Police checking Gauteng road users for e-tags – JPSA

Police officers at roadblocks set up by the Gauteng Department of Community Safety (GDCS) and using South African National Roads Agency Limited (SANRAL) trucks were pulling over road users today and questioning them about their e-tag registration, according to the Justice Project South Africa (JPSA).

HumanIPO reported last month SANRAL had denied claims it was working with the Johannesburg Metro Police Department (JMPD) to stop and check road users for e-tag registrations.

However, the JPSA has said the GDCS was pulling over road users and asking them why they were driving on e-toll roads without an e-tag.

The policemen then allegedly recorded the driver’s name and identification number.

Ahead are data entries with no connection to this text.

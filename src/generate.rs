//! How each category's image is produced from the theme.
//!
//! Generation never fails. A missing asset becomes the placeholder and a
//! mask that does not fit its image is skipped, both with a warning.

use image::{Rgba, RgbaImage};
use tracing::warn;

use crate::compositor::{self, TileDescriptor};
use crate::facade::ImageCache;
use crate::keys::{
	ArmyPic, BagPic, BridgePic, CircledArmyPic, CityPic, CursorPic, DefaultTileStylePic, DiplomacyPic, ExplosionPic,
	FlagPic, FogPic, MEDAL_KINDS, MedalPic, MoveBonusPic, NewLevelPic, PlantedStandardPic, PlayerId, PortPic,
	ProductionShieldPic, RoadPic, RuinPic, SelectorPic, ShieldPic, ShipPic, SignpostPic, TemplePic, TowerPic,
};
use crate::raster::RasterImage;
use crate::theme::{Asset, DEFAULT_TILE_SIZE, ThemeProvider};
use crate::traits::CacheKey;
use crate::transform::{NEUTRAL_CIRCLE, apply_player_mask, blit, circle_overlay, grey_out};

/// Edge length of the built-in placeholder.
pub const PLACEHOLDER_SIZE: u32 = DEFAULT_TILE_SIZE;

/// Produces the image a key stands for.
///
/// Generation may request images of other categories through `cache`, but
/// never of its own key.
pub trait Generate: CacheKey {
	fn generate<T: ThemeProvider>(&self, cache: &mut ImageCache<T>) -> RasterImage;
}

/// The theme's placeholder picture, or the built-in checkerboard.
pub(crate) fn placeholder<T: ThemeProvider + ?Sized>(theme: &T) -> RasterImage {
	match theme.raw_image(&Asset::Placeholder) {
		Some(sprite) => sprite.image.clone(),
		None => RasterImage::placeholder(PLACEHOLDER_SIZE),
	}
}

/// A copy of `asset` as the theme ships it.
pub(crate) fn plain<T: ThemeProvider + ?Sized>(theme: &T, asset: Asset) -> RasterImage {
	match theme.sprite(&asset) {
		Ok(sprite) => sprite.image.clone(),
		Err(err) => {
			warn!(%err, "substituting placeholder");
			placeholder(theme)
		}
	}
}

/// `asset` tinted with `player`'s colour wherever its mask is set.
pub(crate) fn masked<T: ThemeProvider + ?Sized>(theme: &T, asset: Asset, player: PlayerId) -> RasterImage {
	let sprite = match theme.sprite(&asset) {
		Ok(sprite) => sprite,
		Err(err) => {
			warn!(%err, "substituting placeholder");
			return placeholder(theme);
		}
	};
	let Some(mask) = &sprite.mask else {
		return sprite.image.clone();
	};
	match apply_player_mask(&sprite.image, mask, theme.player_color(player)) {
		Ok(image) => image,
		Err(err) => {
			warn!(?asset, %err, "keeping unmasked image");
			sprite.image.clone()
		}
	}
}

impl Generate for ArmyPic {
	fn generate<T: ThemeProvider>(&self, cache: &mut ImageCache<T>) -> RasterImage {
		let asset = Asset::Army {
			armyset: self.armyset,
			army_type: self.army_type,
		};
		let mut image = masked(cache.theme(), asset, self.player);
		if self.greyed {
			image = grey_out(&image);
		}

		// Medals sit along the bottom edge, one slot per kind.
		let slot = i64::from(image.width()) / MEDAL_KINDS as i64;
		let bottom = i64::from(image.height());
		for (kind, _) in self.medals.iter().enumerate().filter(|(_, earned)| **earned) {
			let medal = cache.pic(MedalPic {
				kind: kind as u32,
				large: false,
			});
			blit(&mut image, medal, kind as i64 * slot, bottom - i64::from(medal.height()));
		}
		image
	}
}

impl Generate for CircledArmyPic {
	fn generate<T: ThemeProvider>(&self, cache: &mut ImageCache<T>) -> RasterImage {
		let color = match self.circle {
			Some(player) => cache.theme().player_color(player),
			None => NEUTRAL_CIRCLE,
		};
		circle_overlay(cache.pic(self.army), color, self.circle.is_some())
	}
}

impl Generate for CityPic {
	fn generate<T: ThemeProvider>(&self, cache: &mut ImageCache<T>) -> RasterImage {
		let asset = if self.razed {
			Asset::RazedCity {
				cityset: self.cityset,
			}
		} else {
			Asset::City {
				cityset: self.cityset,
			}
		};
		masked(cache.theme(), asset, self.player)
	}
}

impl Generate for TowerPic {
	fn generate<T: ThemeProvider>(&self, cache: &mut ImageCache<T>) -> RasterImage {
		let asset = Asset::Tower {
			cityset: self.cityset,
		};
		masked(cache.theme(), asset, self.player)
	}
}

impl Generate for ShipPic {
	fn generate<T: ThemeProvider>(&self, cache: &mut ImageCache<T>) -> RasterImage {
		let asset = Asset::Ship {
			armyset: self.armyset,
		};
		masked(cache.theme(), asset, self.player)
	}
}

impl Generate for PlantedStandardPic {
	fn generate<T: ThemeProvider>(&self, cache: &mut ImageCache<T>) -> RasterImage {
		let asset = Asset::Standard {
			armyset: self.armyset,
		};
		masked(cache.theme(), asset, self.player)
	}
}

impl Generate for TemplePic {
	fn generate<T: ThemeProvider>(&self, cache: &mut ImageCache<T>) -> RasterImage {
		let asset = Asset::Temple {
			cityset: self.cityset,
			temple_type: self.temple_type,
		};
		plain(cache.theme(), asset)
	}
}

impl Generate for RuinPic {
	fn generate<T: ThemeProvider>(&self, cache: &mut ImageCache<T>) -> RasterImage {
		let asset = Asset::Ruin {
			cityset: self.cityset,
			ruin_type: self.ruin_type,
		};
		plain(cache.theme(), asset)
	}
}

impl Generate for DiplomacyPic {
	fn generate<T: ThemeProvider>(&self, cache: &mut ImageCache<T>) -> RasterImage {
		let asset = Asset::Diplomacy {
			state: self.state,
			large: self.large,
		};
		plain(cache.theme(), asset)
	}
}

impl Generate for PortPic {
	fn generate<T: ThemeProvider>(&self, cache: &mut ImageCache<T>) -> RasterImage {
		let asset = Asset::Port {
			cityset: self.cityset,
		};
		plain(cache.theme(), asset)
	}
}

impl Generate for SignpostPic {
	fn generate<T: ThemeProvider>(&self, cache: &mut ImageCache<T>) -> RasterImage {
		let asset = Asset::Signpost {
			cityset: self.cityset,
		};
		plain(cache.theme(), asset)
	}
}

impl Generate for BagPic {
	fn generate<T: ThemeProvider>(&self, cache: &mut ImageCache<T>) -> RasterImage {
		let asset = Asset::Bag {
			armyset: self.armyset,
		};
		plain(cache.theme(), asset)
	}
}

impl Generate for ExplosionPic {
	fn generate<T: ThemeProvider>(&self, cache: &mut ImageCache<T>) -> RasterImage {
		let asset = Asset::Explosion {
			tileset: self.tileset,
		};
		plain(cache.theme(), asset)
	}
}

impl Generate for NewLevelPic {
	fn generate<T: ThemeProvider>(&self, cache: &mut ImageCache<T>) -> RasterImage {
		let asset = Asset::NewLevel {
			female: self.female,
		};
		masked(cache.theme(), asset, self.player)
	}
}

impl Generate for MedalPic {
	fn generate<T: ThemeProvider>(&self, cache: &mut ImageCache<T>) -> RasterImage {
		let asset = Asset::Medal {
			kind: self.kind,
			large: self.large,
		};
		plain(cache.theme(), asset)
	}
}

impl Generate for CursorPic {
	fn generate<T: ThemeProvider>(&self, cache: &mut ImageCache<T>) -> RasterImage {
		plain(cache.theme(), Asset::Cursor(self.cursor))
	}
}

impl Generate for MoveBonusPic {
	fn generate<T: ThemeProvider>(&self, cache: &mut ImageCache<T>) -> RasterImage {
		plain(cache.theme(), Asset::MoveBonus(self.bonus))
	}
}

impl Generate for ProductionShieldPic {
	fn generate<T: ThemeProvider>(&self, cache: &mut ImageCache<T>) -> RasterImage {
		let asset = Asset::ProductionShield {
			kind: self.kind,
			active: self.active,
		};
		plain(cache.theme(), asset)
	}
}

/// Base colours of the procedural terrain, by `terrain % 8`.
const TERRAIN_PALETTE: [[u8; 3]; 8] = [
	[40, 80, 160],   // water
	[70, 140, 50],   // grass
	[120, 110, 60],  // swamp
	[30, 90, 30],    // forest
	[140, 120, 80],  // hills
	[150, 150, 150], // mountains
	[220, 200, 130], // sand
	[230, 230, 240], // snow
];

impl Generate for DefaultTileStylePic {
	fn generate<T: ThemeProvider>(&self, _cache: &mut ImageCache<T>) -> RasterImage {
		let [r, g, b] = TERRAIN_PALETTE[(self.terrain % 8) as usize];
		let base = Rgba([r, g, b, 255]);
		let darker = Rgba([r / 4 * 3, g / 4 * 3, b / 4 * 3, 255]);
		let size = self.tile_size;
		// A darker border and diagonal stripes every fourth pixel.
		let pixels = RgbaImage::from_fn(size, size, |x, y| {
			let border = x == 0 || y == 0 || x + 1 == size || y + 1 == size;
			if border || (x + y) % 4 == 0 {
				darker
			} else {
				base
			}
		});
		RasterImage::from_rgba(pixels)
	}
}

impl Generate for RoadPic {
	fn generate<T: ThemeProvider>(&self, cache: &mut ImageCache<T>) -> RasterImage {
		let asset = Asset::Road {
			tileset: self.tileset,
			road_type: self.road_type,
		};
		plain(cache.theme(), asset)
	}
}

impl Generate for BridgePic {
	fn generate<T: ThemeProvider>(&self, cache: &mut ImageCache<T>) -> RasterImage {
		let asset = Asset::Bridge {
			tileset: self.tileset,
			bridge_type: self.bridge_type,
		};
		plain(cache.theme(), asset)
	}
}

impl Generate for FogPic {
	fn generate<T: ThemeProvider>(&self, cache: &mut ImageCache<T>) -> RasterImage {
		let asset = Asset::Fog {
			tileset: self.tileset,
			fog_type: self.fog_type,
		};
		plain(cache.theme(), asset)
	}
}

impl Generate for FlagPic {
	fn generate<T: ThemeProvider>(&self, cache: &mut ImageCache<T>) -> RasterImage {
		let asset = Asset::Flag {
			tileset: self.tileset,
			size: self.size,
		};
		masked(cache.theme(), asset, self.player)
	}
}

impl Generate for SelectorPic {
	fn generate<T: ThemeProvider>(&self, cache: &mut ImageCache<T>) -> RasterImage {
		let asset = Asset::Selector {
			tileset: self.tileset,
			frame: self.frame,
			large: self.large,
		};
		masked(cache.theme(), asset, self.player)
	}
}

impl Generate for ShieldPic {
	fn generate<T: ThemeProvider>(&self, cache: &mut ImageCache<T>) -> RasterImage {
		let asset = Asset::Shield {
			shieldset: self.shieldset,
			size: self.size,
		};
		masked(cache.theme(), asset, self.player)
	}
}

impl Generate for TileDescriptor {
	fn generate<T: ThemeProvider>(&self, cache: &mut ImageCache<T>) -> RasterImage {
		compositor::compose(cache, self)
	}
}
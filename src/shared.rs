use std::fmt;
use std::ops::Deref;
use std::sync::Arc;

use parking_lot::{MappedRwLockReadGuard, RwLock, RwLockReadGuard, RwLockWriteGuard};

use crate::budget::EvictionReport;
use crate::facade::ImageCache;
use crate::generate::Generate;
use crate::metrics::CacheStats;
use crate::raster::RasterImage;
use crate::theme::ThemeProvider;

/// RAII guard for a cached image. Holds a read lock on the whole cache.
///
/// Other threads can read while the guard lives, but every request that may
/// generate waits for it to drop. Copy what you need out of it instead of
/// keeping it around.
///
/// **`!Send`**, like the lock guard it wraps.
pub struct Guard<'a> {
	image: MappedRwLockReadGuard<'a, RasterImage>,
}

impl Deref for Guard<'_> {
	type Target = RasterImage;

	fn deref(&self) -> &RasterImage {
		&self.image
	}
}

impl fmt::Debug for Guard<'_> {
	fn fmt(&self, f: &mut fmt::Formatter<'_>) -> fmt::Result {
		(**self).fmt(f)
	}
}

/// An [`ImageCache`] behind a read-write lock, for renderers on several
/// threads.
///
/// Requests take the write lock, since a miss generates and may evict. The
/// lock is downgraded before the image is handed out, so readers holding
/// guards do not block each other.
///
/// ```
/// use std::thread;
///
/// use tilecache::{CursorPic, ImageCache, MemoryTheme, SharedImageCache};
///
/// let cache = SharedImageCache::new(ImageCache::new(MemoryTheme::default()));
/// let handles: Vec<_> = (0..4)
///     .map(|cursor| {
///         let cache = cache.clone();
///         thread::spawn(move || {
///             let width = cache.pic(CursorPic { cursor }).width();
///             width
///         })
///     })
///     .collect();
/// for handle in handles {
///     assert!(handle.join().unwrap() > 0);
/// }
/// ```
pub struct SharedImageCache<T> {
	inner: Arc<RwLock<ImageCache<T>>>,
}

impl<T> Clone for SharedImageCache<T> {
	fn clone(&self) -> Self {
		Self {
			inner: Arc::clone(&self.inner),
		}
	}
}

impl<T: fmt::Debug> fmt::Debug for SharedImageCache<T> {
	fn fmt(&self, f: &mut fmt::Formatter<'_>) -> fmt::Result {
		f.debug_struct("SharedImageCache").field("inner", &self.inner).finish()
	}
}

impl<T: ThemeProvider> SharedImageCache<T> {
	pub fn new(cache: ImageCache<T>) -> Self {
		Self {
			inner: Arc::new(RwLock::new(cache)),
		}
	}

	/// The image for `key`, generated on first use.
	pub fn pic<K: Generate>(&self, key: K) -> Guard<'_> {
		let mut cache = self.inner.write();
		cache.pic(key.clone());
		let cache = RwLockWriteGuard::downgrade(cache);
		Guard {
			image: RwLockReadGuard::map(cache, |cache| cache.resident_or_blank(&key)),
		}
	}

	/// Run `f` with exclusive access to the cache.
	pub fn with<R>(&self, f: impl FnOnce(&mut ImageCache<T>) -> R) -> R {
		f(&mut *self.inner.write())
	}

	pub fn reset(&self) {
		self.inner.write().reset();
	}

	pub fn check_and_evict(&self) -> EvictionReport {
		self.inner.write().check_and_evict()
	}

	pub fn stats(&self) -> CacheStats {
		self.inner.read().stats()
	}

	/// The cache back, if this is the last handle.
	pub fn try_unwrap(self) -> Result<ImageCache<T>, Self> {
		Arc::try_unwrap(self.inner).map(|lock| lock.into_inner()).map_err(|inner| Self {
			inner,
		})
	}
}
use std::fmt;

use serde::{Deserialize, Serialize};

/// Visual category of a cached image.
///
/// Declaration order is eviction order: when the budget is exceeded the
/// categories are pruned from first to last. Rare, cheap pictures go first;
/// per-unit sprites and composited map tiles, which are requested every
/// frame, go last.
#[repr(u8)]
#[derive(Debug, Clone, Copy, PartialEq, Eq, PartialOrd, Ord, Hash, Serialize, Deserialize)]
#[serde(rename_all = "snake_case")]
pub enum Category {
	City = 0,
	Tower,
	Ship,
	PlantedStandard,
	Temple,
	Ruin,
	Diplomacy,
	Port,
	Signpost,
	Bag,
	Explosion,
	NewLevel,
	Medal,
	Cursor,
	MoveBonus,
	ProductionShield,
	DefaultTileStyle,
	CircledArmy,
	Road,
	Bridge,
	Fog,
	Flag,
	Selector,
	Shield,
	Army,
	Tile,
}

impl Category {
	/// Number of categories.
	pub const COUNT: usize = 26;

	/// Every category, in eviction order.
	pub const ALL: [Category; Self::COUNT] = [
		Category::City,
		Category::Tower,
		Category::Ship,
		Category::PlantedStandard,
		Category::Temple,
		Category::Ruin,
		Category::Diplomacy,
		Category::Port,
		Category::Signpost,
		Category::Bag,
		Category::Explosion,
		Category::NewLevel,
		Category::Medal,
		Category::Cursor,
		Category::MoveBonus,
		Category::ProductionShield,
		Category::DefaultTileStyle,
		Category::CircledArmy,
		Category::Road,
		Category::Bridge,
		Category::Fog,
		Category::Flag,
		Category::Selector,
		Category::Shield,
		Category::Army,
		Category::Tile,
	];

	/// Position in [`Category::ALL`].
	pub const fn index(self) -> usize {
		self as usize
	}

	/// Live entries a category may hold before it becomes eligible for
	/// pruning. These thresholds are tuned policy, not derived values.
	pub const fn default_limit(self) -> usize {
		match self {
			Category::City
			| Category::Tower
			| Category::Ship
			| Category::PlantedStandard
			| Category::Temple
			| Category::Ruin
			| Category::Diplomacy => 10,
			Category::Port => 1,
			Category::Signpost | Category::Bag | Category::Explosion => 10,
			Category::NewLevel | Category::Medal => 16,
			Category::Cursor => 18,
			Category::MoveBonus | Category::ProductionShield | Category::DefaultTileStyle => 20,
			Category::CircledArmy => 40,
			Category::Road | Category::Bridge | Category::Fog => 40,
			Category::Flag | Category::Selector => 40,
			Category::Shield => 100,
			Category::Army => 40,
			Category::Tile => 200,
		}
	}

	pub const fn name(self) -> &'static str {
		match self {
			Category::City => "city",
			Category::Tower => "tower",
			Category::Ship => "ship",
			Category::PlantedStandard => "planted_standard",
			Category::Temple => "temple",
			Category::Ruin => "ruin",
			Category::Diplomacy => "diplomacy",
			Category::Port => "port",
			Category::Signpost => "signpost",
			Category::Bag => "bag",
			Category::Explosion => "explosion",
			Category::NewLevel => "new_level",
			Category::Medal => "medal",
			Category::Cursor => "cursor",
			Category::MoveBonus => "move_bonus",
			Category::ProductionShield => "production_shield",
			Category::DefaultTileStyle => "default_tile_style",
			Category::CircledArmy => "circled_army",
			Category::Road => "road",
			Category::Bridge => "bridge",
			Category::Fog => "fog",
			Category::Flag => "flag",
			Category::Selector => "selector",
			Category::Shield => "shield",
			Category::Army => "army",
			Category::Tile => "tile",
		}
	}
}

impl fmt::Display for Category {
	fn fmt(&self, f: &mut fmt::Formatter<'_>) -> fmt::Result {
		f.write_str(self.name())
	}
}

/// A request key for one visual category.
///
/// Keys are plain values made of identifiers and flags. Equality and ordering
/// are derived, so two keys of a category are equal exactly when every field
/// is. The trait is sealed: every implementor has a dedicated slot in the
/// [`ImageStore`](crate::ImageStore).
pub trait CacheKey: Ord + Clone + fmt::Debug + Send + Sync + 'static + crate::store::Resident {
	/// Category this key type belongs to.
	const CATEGORY: Category;
}
//! Error types for image generation.
//!
//! Nothing here is fatal to a frame: the facade recovers from every variant by
//! substituting a placeholder or the un-masked source image.

use crate::theme::Asset;

/// Errors raised while resolving or transforming theme images.
#[derive(Debug, Clone, PartialEq, Eq, thiserror::Error)]
pub enum ImageError {
	/// The theme provider has no image for the requested asset.
	#[error("asset missing from theme: {asset:?}")]
	AssetMissing {
		/// The asset that was requested.
		asset: Asset,
	},

	/// A mask and the image it applies to disagree on size.
	#[error("mask is {mask:?} but image is {image:?}")]
	DimensionMismatch {
		/// Width and height of the image.
		image: (u32, u32),
		/// Width and height of the mask.
		mask: (u32, u32),
	},
}

/// Result alias for fallible image operations.
pub type Result<T> = std::result::Result<T, ImageError>;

The organisation said there is no law requiring road users to have an e-tag.

“Unfortunately, the presence of SANRAL’s heavily branded orange e-tolls trucks at all of these exercises has created what can only be described as a “mass panic” amongst motorists, many of whom have assumed that they are there to enforce outstanding e-tolls,” the JPSA said.

A senior official at the GDCS has assured road users the exercise was merely to check for faulty or missing number plates.

The JPSA said SANRAL has repeatedly been involved in “propaganda and intimidation exercises” to force motorists to register, and it would be “naive at best to think that they would not take full advantage of the psychological effect it can have on motorists by having these trucks accompany legitimate law enforcement exercises”.